It turns out that solving the runaway-REPL problem is relatively easy:

sun.misc.Signal.handle(new Signal("INT"), new sun.misc.SignalHandler () {
  def handle(sig: Signal) {
      mainThread.stop()
  }
})

This is all that is required at the top of the program. The REPL's own try-catch error recovery is sufficient to do the rest.

Notably, this uses sun.misc.* functionality, which I'm not sure is available on other JVMs. I'd guess they also provide similar signal-handling functionality (speculation). This also makes use of the @Deprecated Thread#stop() method, which apparently is unsafe. Also notably, the groovysh/jython REPLs shares the same behavior as Scala, in forcing you to terminate the process if you accidentally infinite loop. 

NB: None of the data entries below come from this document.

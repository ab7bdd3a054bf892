use eyeguardcore::controller::{CameraFilter, Choice, IncidentFilter, TextQuery, UserFilter};
use eyeguardcore::{CoreError, CoreResult};
use serde::Deserialize;
use std::str::FromStr;

fn choice<T: FromStr<Err = CoreError>>(value: &Option<String>) -> CoreResult<Choice<T>> {
    value.as_deref().map_or(Ok(Choice::All), str::parse)
}

fn text(value: &Option<String>) -> TextQuery {
    TextQuery::new(value.as_deref().unwrap_or_default())
}

/// Incident listing parameters as typed into the search bar and selectors.
#[derive(Debug, Clone, Default, Deserialize)]
pub struct IncidentQuery {
    pub search: Option<String>,
    pub severity: Option<String>,
    pub status: Option<String>,
}

impl IncidentQuery {
    pub fn to_filter(&self) -> CoreResult<IncidentFilter> {
        Ok(IncidentFilter {
            query: text(&self.search),
            severity: choice(&self.severity)?,
            status: choice(&self.status)?,
        })
    }

    pub fn describe(&self) -> String {
        let parts: Vec<String> = [
            ("search", &self.search),
            ("severity", &self.severity),
            ("status", &self.status),
        ]
        .into_iter()
        .filter_map(|(name, value)| value.as_deref().map(|value| format!("{}={}", name, value)))
        .collect();
        if parts.is_empty() {
            "all incidents".to_string()
        } else {
            parts.join(" ")
        }
    }
}

#[derive(Debug, Clone, Default, Deserialize)]
pub struct CameraQuery {
    pub search: Option<String>,
    pub status: Option<String>,
}

impl CameraQuery {
    pub fn to_filter(&self) -> CoreResult<CameraFilter> {
        Ok(CameraFilter {
            query: text(&self.search),
            status: choice(&self.status)?,
        })
    }
}

#[derive(Debug, Clone, Default, Deserialize)]
pub struct UserQuery {
    pub search: Option<String>,
    pub role: Option<String>,
    pub status: Option<String>,
}

impl UserQuery {
    pub fn to_filter(&self) -> CoreResult<UserFilter> {
        Ok(UserFilter {
            query: text(&self.search),
            role: choice(&self.role)?,
            status: choice(&self.status)?,
        })
    }
}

However, I think that despite the fact that Thread#stop() is unsafe, it is no more unsafe than all the other things that the JVM provides (Runtime#exec anyone?). Furthermore, I think that a REPL providing a best-effort cleanup is still worth it, even if there are no guarantees: even trying to kill a separate process on your own machine can lead to the same problems that they deprecated Thread#stop() for! Similarly, you can easily get your Bash shell or OS into a state that it's unrecoverable and you need to re-boot. 

I'm sure many of us make use of Bash's best-effort process-killing and are happy that a single bad ls doesn't force us to terminate and re-start our SSH session, even though most of us have had my bash-prompt force-killed due to process/system damage when it's really severe.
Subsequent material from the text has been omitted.